### WHAT THIS TASK INVOLVES
In the listing that follows, tally the lines containing "ComparisonOptions"; give the count and nothing more.

### AVAILABLE DATA

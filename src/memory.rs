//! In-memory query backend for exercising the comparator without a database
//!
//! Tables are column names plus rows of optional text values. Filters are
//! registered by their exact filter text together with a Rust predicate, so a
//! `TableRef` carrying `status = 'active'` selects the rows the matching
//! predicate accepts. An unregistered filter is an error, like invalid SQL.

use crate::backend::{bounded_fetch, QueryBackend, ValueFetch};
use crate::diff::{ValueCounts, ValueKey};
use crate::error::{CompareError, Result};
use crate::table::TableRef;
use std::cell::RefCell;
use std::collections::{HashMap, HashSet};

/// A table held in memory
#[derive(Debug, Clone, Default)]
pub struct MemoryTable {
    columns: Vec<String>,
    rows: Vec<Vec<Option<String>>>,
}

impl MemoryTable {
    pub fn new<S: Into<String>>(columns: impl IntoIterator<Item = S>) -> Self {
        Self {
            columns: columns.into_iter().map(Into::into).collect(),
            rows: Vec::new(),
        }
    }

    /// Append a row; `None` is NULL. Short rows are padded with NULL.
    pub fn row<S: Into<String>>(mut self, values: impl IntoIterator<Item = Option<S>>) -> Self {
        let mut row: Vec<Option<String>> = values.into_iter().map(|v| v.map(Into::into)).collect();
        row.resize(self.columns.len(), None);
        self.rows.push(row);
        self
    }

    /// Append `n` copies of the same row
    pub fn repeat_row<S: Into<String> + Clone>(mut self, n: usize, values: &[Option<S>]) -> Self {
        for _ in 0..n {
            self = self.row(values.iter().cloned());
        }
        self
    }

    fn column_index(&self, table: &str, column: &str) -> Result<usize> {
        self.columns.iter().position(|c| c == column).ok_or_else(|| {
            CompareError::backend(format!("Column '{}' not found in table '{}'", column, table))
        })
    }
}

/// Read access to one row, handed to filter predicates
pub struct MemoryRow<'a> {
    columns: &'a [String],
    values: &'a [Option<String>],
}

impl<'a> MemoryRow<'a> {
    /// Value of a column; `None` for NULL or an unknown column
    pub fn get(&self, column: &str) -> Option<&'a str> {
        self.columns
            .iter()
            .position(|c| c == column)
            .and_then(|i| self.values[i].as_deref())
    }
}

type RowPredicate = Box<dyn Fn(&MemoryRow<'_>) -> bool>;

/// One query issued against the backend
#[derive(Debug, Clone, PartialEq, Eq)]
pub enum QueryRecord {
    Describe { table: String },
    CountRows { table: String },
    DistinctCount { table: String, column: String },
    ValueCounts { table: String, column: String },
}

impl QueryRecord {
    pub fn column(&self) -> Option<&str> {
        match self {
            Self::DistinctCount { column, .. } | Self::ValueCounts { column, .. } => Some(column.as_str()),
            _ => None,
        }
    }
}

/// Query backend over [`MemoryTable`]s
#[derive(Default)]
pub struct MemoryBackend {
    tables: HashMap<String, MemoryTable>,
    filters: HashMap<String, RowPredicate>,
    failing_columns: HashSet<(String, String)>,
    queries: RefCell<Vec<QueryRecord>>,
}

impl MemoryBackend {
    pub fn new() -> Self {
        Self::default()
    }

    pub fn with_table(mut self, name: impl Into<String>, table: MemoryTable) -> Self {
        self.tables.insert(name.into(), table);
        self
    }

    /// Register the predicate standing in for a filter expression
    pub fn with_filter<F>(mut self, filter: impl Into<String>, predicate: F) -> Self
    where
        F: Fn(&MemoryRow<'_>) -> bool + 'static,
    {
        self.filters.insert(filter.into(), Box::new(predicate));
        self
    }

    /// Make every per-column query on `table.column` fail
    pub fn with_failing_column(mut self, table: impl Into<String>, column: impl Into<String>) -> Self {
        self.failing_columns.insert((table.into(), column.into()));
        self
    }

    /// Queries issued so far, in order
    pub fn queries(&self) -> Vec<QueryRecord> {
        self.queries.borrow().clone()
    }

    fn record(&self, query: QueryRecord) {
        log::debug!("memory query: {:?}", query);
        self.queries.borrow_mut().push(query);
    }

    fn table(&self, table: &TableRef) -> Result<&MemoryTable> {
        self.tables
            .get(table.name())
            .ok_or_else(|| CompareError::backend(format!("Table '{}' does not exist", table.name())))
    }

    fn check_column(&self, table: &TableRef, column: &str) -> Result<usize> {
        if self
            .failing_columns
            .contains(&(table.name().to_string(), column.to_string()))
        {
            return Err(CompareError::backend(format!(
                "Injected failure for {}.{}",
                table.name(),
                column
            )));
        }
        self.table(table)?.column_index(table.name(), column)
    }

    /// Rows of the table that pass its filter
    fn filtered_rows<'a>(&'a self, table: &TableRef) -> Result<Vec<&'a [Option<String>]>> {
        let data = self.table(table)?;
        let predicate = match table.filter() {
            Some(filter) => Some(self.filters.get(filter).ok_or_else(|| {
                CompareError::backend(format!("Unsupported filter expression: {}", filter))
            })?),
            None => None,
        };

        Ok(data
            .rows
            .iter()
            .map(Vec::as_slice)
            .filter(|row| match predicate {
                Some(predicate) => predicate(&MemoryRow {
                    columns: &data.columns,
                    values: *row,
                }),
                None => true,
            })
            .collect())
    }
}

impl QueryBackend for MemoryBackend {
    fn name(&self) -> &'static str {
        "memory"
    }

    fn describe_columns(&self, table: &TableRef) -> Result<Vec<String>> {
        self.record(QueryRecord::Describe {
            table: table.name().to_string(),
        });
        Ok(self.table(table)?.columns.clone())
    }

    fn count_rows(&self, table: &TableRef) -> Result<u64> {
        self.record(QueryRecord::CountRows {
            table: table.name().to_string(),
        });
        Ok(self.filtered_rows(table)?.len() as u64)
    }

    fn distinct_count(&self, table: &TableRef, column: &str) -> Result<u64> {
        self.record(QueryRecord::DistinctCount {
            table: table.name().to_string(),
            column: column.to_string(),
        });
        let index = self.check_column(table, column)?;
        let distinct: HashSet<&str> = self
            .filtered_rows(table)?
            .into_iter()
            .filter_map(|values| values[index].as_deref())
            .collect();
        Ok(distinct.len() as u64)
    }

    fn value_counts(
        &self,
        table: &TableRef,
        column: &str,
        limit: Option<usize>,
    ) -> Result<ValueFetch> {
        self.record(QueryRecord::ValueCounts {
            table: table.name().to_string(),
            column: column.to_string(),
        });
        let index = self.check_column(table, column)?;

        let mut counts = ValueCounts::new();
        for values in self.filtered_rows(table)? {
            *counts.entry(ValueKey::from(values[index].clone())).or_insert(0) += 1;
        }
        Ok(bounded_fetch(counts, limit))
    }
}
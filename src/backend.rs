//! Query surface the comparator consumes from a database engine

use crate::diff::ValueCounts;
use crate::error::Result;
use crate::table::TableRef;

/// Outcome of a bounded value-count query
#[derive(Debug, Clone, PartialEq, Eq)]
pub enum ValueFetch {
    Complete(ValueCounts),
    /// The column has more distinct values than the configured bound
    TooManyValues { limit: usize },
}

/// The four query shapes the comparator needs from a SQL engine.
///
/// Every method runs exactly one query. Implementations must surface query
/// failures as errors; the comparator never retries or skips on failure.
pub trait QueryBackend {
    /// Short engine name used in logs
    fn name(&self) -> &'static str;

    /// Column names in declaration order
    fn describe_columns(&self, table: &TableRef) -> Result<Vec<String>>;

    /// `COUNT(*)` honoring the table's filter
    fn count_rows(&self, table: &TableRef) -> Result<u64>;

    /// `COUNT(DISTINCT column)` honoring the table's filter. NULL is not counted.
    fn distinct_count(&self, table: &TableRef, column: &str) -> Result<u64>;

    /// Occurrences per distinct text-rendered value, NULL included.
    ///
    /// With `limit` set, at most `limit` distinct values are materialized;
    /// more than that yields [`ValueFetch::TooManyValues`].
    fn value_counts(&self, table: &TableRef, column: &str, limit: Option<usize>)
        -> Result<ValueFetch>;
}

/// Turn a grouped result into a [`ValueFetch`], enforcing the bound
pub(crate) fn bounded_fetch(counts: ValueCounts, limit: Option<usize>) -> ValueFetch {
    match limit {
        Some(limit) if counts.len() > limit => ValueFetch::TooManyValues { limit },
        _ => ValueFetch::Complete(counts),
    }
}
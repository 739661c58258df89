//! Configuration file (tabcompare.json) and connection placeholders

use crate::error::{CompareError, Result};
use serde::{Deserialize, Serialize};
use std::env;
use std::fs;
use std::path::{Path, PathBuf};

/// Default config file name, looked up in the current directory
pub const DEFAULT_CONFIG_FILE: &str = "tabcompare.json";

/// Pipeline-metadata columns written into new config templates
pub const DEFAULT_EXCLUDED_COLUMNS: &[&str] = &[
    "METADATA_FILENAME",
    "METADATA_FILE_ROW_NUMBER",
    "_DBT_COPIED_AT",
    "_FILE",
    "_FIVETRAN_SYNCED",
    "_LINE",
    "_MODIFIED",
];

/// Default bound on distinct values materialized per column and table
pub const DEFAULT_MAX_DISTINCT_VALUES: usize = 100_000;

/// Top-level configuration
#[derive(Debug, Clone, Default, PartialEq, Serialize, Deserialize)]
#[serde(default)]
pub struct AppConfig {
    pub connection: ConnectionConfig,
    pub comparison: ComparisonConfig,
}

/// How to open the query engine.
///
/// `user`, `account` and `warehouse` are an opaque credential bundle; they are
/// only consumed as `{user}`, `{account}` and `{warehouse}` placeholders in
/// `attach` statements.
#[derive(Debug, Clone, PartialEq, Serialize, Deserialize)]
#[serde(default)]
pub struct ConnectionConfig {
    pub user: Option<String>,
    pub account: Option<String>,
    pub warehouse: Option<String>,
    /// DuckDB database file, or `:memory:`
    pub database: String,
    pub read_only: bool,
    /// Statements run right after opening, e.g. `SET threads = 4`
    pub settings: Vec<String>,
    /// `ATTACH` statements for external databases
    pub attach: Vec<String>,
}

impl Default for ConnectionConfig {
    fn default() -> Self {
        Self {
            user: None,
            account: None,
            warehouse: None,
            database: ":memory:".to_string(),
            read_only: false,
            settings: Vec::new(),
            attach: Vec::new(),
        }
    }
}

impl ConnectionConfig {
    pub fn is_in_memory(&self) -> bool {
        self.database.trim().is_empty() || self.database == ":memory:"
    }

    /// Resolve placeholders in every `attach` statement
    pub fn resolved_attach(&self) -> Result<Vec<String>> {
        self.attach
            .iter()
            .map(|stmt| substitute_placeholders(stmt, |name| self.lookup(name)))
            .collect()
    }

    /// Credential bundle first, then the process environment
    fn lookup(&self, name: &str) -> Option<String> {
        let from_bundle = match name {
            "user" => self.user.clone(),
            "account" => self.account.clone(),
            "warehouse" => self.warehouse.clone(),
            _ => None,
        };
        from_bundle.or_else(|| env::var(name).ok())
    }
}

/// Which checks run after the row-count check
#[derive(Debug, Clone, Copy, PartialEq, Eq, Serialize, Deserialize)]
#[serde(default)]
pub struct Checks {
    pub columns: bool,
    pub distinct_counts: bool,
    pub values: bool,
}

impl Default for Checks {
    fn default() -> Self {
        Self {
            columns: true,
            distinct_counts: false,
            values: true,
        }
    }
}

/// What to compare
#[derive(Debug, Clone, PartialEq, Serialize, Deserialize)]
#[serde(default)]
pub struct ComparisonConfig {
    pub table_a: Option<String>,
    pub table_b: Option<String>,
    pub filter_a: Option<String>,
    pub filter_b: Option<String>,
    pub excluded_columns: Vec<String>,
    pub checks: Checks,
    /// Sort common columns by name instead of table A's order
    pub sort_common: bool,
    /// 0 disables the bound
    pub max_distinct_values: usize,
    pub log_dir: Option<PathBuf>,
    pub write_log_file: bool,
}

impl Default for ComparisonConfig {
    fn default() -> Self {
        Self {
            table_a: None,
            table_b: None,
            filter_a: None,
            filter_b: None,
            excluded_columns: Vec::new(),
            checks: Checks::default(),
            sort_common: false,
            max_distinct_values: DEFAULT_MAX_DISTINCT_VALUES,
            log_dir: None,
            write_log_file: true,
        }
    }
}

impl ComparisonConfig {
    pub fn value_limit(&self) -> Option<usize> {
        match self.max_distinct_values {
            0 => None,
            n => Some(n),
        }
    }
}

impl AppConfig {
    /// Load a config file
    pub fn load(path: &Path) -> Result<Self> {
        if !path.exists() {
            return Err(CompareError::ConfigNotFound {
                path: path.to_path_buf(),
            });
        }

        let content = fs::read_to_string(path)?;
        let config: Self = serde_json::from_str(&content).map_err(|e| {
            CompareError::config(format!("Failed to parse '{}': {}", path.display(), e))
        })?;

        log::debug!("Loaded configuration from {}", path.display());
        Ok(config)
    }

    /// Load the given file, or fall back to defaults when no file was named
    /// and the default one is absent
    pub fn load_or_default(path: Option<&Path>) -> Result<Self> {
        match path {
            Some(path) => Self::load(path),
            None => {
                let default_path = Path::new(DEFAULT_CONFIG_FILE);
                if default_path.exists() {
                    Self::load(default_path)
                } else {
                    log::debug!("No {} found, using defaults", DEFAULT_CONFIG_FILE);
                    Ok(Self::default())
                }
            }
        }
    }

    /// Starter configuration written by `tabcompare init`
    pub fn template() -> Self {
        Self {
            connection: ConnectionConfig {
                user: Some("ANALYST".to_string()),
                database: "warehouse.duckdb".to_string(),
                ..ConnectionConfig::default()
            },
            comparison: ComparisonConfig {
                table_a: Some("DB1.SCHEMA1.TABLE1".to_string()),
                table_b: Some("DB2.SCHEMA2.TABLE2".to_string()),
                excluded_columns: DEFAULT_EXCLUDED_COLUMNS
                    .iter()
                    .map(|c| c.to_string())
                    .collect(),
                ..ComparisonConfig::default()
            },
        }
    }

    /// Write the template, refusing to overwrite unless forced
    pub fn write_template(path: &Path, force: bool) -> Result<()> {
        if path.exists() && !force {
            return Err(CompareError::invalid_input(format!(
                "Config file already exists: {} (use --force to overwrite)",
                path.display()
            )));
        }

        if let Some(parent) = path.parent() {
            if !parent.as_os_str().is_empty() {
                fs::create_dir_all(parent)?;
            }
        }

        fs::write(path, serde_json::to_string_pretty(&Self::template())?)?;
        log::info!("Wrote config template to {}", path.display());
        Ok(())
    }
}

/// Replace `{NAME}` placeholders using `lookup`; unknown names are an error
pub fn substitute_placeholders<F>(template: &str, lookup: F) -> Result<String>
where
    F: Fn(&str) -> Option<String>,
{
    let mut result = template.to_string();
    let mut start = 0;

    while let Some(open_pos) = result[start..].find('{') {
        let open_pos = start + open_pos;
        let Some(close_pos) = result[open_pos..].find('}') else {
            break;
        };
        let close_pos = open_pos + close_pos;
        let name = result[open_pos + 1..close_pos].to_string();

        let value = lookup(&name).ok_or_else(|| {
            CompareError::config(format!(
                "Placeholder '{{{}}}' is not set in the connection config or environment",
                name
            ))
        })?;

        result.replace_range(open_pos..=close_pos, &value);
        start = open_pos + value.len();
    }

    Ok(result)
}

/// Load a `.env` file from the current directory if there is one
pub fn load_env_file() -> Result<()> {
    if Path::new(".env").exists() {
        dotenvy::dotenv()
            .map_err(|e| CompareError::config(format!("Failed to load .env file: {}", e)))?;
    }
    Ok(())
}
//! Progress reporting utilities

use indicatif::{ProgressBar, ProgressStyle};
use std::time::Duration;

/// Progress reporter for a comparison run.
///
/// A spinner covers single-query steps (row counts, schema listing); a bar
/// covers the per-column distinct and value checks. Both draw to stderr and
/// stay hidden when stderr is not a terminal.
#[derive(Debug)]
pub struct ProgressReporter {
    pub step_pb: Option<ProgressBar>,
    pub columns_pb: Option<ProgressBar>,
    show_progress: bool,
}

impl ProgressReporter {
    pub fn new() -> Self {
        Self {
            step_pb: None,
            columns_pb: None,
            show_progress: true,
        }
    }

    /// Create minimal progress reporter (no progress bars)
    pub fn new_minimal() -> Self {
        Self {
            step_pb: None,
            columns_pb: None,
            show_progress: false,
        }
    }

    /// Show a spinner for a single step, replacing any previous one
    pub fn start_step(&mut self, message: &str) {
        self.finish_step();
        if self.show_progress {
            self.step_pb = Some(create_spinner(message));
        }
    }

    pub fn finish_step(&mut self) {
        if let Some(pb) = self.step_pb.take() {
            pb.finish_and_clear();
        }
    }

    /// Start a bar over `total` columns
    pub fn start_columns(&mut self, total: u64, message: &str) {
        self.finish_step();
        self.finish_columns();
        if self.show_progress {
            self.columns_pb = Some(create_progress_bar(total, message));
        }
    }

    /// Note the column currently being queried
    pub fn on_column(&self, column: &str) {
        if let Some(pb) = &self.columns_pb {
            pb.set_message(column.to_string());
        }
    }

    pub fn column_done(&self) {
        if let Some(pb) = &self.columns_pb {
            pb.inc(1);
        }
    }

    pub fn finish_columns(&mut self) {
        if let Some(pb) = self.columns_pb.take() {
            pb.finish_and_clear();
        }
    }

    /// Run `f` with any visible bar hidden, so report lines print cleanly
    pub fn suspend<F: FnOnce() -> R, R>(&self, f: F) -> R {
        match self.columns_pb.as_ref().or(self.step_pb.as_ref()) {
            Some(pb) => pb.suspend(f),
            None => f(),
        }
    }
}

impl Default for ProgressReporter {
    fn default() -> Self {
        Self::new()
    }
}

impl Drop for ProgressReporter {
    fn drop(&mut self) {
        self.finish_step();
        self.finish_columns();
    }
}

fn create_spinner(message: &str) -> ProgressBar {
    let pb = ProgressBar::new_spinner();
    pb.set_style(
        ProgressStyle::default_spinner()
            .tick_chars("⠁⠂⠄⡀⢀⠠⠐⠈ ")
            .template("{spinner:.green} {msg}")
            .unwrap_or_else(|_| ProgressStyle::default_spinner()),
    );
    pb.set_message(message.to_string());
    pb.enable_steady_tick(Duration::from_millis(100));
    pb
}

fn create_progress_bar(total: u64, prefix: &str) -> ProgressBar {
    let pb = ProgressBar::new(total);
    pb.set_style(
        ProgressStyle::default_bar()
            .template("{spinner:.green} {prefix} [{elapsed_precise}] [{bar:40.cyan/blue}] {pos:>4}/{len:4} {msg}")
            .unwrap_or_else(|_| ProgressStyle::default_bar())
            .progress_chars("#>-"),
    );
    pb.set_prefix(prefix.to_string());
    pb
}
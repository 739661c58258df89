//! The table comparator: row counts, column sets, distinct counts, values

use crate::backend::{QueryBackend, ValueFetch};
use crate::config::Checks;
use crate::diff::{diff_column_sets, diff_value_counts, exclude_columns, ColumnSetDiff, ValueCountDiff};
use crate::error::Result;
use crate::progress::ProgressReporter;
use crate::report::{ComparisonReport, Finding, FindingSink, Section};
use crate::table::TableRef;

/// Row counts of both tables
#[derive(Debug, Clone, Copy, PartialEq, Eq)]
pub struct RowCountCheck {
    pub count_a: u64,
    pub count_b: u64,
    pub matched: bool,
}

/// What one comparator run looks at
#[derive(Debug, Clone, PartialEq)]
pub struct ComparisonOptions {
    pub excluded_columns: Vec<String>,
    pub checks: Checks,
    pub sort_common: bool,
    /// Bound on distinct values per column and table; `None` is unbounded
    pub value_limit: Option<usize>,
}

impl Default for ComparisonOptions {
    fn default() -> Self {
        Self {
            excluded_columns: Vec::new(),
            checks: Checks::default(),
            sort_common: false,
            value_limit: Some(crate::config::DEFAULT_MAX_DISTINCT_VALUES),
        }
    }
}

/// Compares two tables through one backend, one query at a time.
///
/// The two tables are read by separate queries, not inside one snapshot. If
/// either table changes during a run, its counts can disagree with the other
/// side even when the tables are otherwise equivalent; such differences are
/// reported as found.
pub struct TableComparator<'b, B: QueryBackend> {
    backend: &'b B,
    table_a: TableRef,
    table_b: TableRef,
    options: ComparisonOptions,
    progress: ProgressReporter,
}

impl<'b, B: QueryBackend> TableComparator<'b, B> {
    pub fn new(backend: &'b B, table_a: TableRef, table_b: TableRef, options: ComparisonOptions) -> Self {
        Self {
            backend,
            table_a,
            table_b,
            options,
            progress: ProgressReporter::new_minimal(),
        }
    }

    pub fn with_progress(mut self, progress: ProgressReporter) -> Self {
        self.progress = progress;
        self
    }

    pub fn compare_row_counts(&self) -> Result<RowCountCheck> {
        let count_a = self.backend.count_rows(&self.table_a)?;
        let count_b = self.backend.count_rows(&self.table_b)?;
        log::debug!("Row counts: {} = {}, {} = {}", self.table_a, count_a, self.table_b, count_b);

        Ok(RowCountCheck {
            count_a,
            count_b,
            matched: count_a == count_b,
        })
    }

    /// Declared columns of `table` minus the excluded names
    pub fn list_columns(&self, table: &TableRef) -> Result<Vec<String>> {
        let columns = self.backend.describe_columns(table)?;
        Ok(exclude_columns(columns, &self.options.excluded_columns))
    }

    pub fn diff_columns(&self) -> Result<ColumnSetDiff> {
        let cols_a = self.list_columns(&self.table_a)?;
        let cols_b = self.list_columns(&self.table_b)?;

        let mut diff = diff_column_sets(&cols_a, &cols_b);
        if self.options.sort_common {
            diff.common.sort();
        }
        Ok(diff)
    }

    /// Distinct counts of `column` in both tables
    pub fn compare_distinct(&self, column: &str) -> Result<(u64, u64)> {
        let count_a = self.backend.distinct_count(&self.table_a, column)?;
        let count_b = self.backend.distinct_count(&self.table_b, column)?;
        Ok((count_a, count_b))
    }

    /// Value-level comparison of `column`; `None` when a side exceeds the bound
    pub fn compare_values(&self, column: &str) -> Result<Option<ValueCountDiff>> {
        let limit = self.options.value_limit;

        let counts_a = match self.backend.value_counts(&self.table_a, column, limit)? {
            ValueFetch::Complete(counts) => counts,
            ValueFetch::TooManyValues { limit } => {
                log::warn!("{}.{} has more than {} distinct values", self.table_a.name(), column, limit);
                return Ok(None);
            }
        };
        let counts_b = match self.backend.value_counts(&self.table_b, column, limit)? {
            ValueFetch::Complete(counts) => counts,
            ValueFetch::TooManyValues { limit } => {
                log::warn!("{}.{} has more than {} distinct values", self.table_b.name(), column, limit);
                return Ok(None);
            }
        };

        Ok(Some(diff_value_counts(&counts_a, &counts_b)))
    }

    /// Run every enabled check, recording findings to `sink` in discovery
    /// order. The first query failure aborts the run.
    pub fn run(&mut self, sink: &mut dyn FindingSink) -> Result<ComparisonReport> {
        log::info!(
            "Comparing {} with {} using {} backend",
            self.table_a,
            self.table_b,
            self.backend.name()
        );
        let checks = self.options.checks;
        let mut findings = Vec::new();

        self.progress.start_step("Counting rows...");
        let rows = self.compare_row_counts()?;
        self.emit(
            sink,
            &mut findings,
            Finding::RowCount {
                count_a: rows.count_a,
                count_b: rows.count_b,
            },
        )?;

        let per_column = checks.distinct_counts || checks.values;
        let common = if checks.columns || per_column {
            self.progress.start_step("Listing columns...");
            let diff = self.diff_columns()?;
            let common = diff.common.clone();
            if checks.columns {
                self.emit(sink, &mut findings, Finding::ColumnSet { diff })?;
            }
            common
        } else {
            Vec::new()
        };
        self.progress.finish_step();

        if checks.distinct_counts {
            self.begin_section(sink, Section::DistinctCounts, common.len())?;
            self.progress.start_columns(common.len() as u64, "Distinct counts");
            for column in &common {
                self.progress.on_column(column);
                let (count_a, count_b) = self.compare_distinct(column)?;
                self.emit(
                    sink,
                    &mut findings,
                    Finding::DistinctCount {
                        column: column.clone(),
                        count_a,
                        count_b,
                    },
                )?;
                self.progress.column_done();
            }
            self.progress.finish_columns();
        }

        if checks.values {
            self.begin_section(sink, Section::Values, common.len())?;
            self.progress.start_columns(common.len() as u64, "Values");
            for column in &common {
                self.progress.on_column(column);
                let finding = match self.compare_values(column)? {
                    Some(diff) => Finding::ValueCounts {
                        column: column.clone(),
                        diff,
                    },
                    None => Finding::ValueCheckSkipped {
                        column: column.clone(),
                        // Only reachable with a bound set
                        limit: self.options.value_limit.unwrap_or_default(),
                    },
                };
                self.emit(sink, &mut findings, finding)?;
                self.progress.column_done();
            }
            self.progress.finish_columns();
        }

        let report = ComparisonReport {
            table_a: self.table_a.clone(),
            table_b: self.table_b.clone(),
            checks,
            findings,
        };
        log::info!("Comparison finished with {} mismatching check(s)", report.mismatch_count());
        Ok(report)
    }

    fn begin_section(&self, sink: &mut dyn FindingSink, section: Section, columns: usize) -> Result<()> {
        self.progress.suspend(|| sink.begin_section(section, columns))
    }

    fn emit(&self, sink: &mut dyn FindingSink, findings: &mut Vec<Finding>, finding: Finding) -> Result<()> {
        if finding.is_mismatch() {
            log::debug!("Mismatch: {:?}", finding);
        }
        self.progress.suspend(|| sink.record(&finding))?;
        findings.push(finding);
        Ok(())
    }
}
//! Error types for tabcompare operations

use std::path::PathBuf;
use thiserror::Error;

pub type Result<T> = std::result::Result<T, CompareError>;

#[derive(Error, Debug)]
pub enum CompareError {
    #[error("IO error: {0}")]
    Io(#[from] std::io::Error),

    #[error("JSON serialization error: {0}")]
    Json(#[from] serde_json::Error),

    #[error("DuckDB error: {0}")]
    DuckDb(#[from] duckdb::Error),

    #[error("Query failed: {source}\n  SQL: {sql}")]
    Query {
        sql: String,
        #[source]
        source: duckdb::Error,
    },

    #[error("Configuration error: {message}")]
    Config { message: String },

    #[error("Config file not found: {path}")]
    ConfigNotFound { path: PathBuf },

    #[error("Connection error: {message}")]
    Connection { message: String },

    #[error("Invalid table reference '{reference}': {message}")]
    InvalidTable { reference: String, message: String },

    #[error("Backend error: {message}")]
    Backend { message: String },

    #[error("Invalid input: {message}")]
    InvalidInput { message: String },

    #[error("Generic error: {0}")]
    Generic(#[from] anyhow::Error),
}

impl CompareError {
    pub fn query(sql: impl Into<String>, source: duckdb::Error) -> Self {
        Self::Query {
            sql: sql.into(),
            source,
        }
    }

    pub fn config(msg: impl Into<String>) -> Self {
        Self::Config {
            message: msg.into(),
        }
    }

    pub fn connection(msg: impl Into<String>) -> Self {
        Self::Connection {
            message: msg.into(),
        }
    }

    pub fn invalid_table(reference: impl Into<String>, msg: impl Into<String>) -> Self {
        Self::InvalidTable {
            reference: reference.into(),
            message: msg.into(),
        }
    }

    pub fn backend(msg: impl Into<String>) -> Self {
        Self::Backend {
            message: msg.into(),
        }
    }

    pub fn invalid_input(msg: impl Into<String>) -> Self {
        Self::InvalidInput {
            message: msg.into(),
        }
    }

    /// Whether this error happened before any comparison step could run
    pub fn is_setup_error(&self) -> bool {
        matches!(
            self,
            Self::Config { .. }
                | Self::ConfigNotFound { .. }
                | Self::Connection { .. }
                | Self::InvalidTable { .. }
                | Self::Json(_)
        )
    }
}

### WRITTEN REPLY
4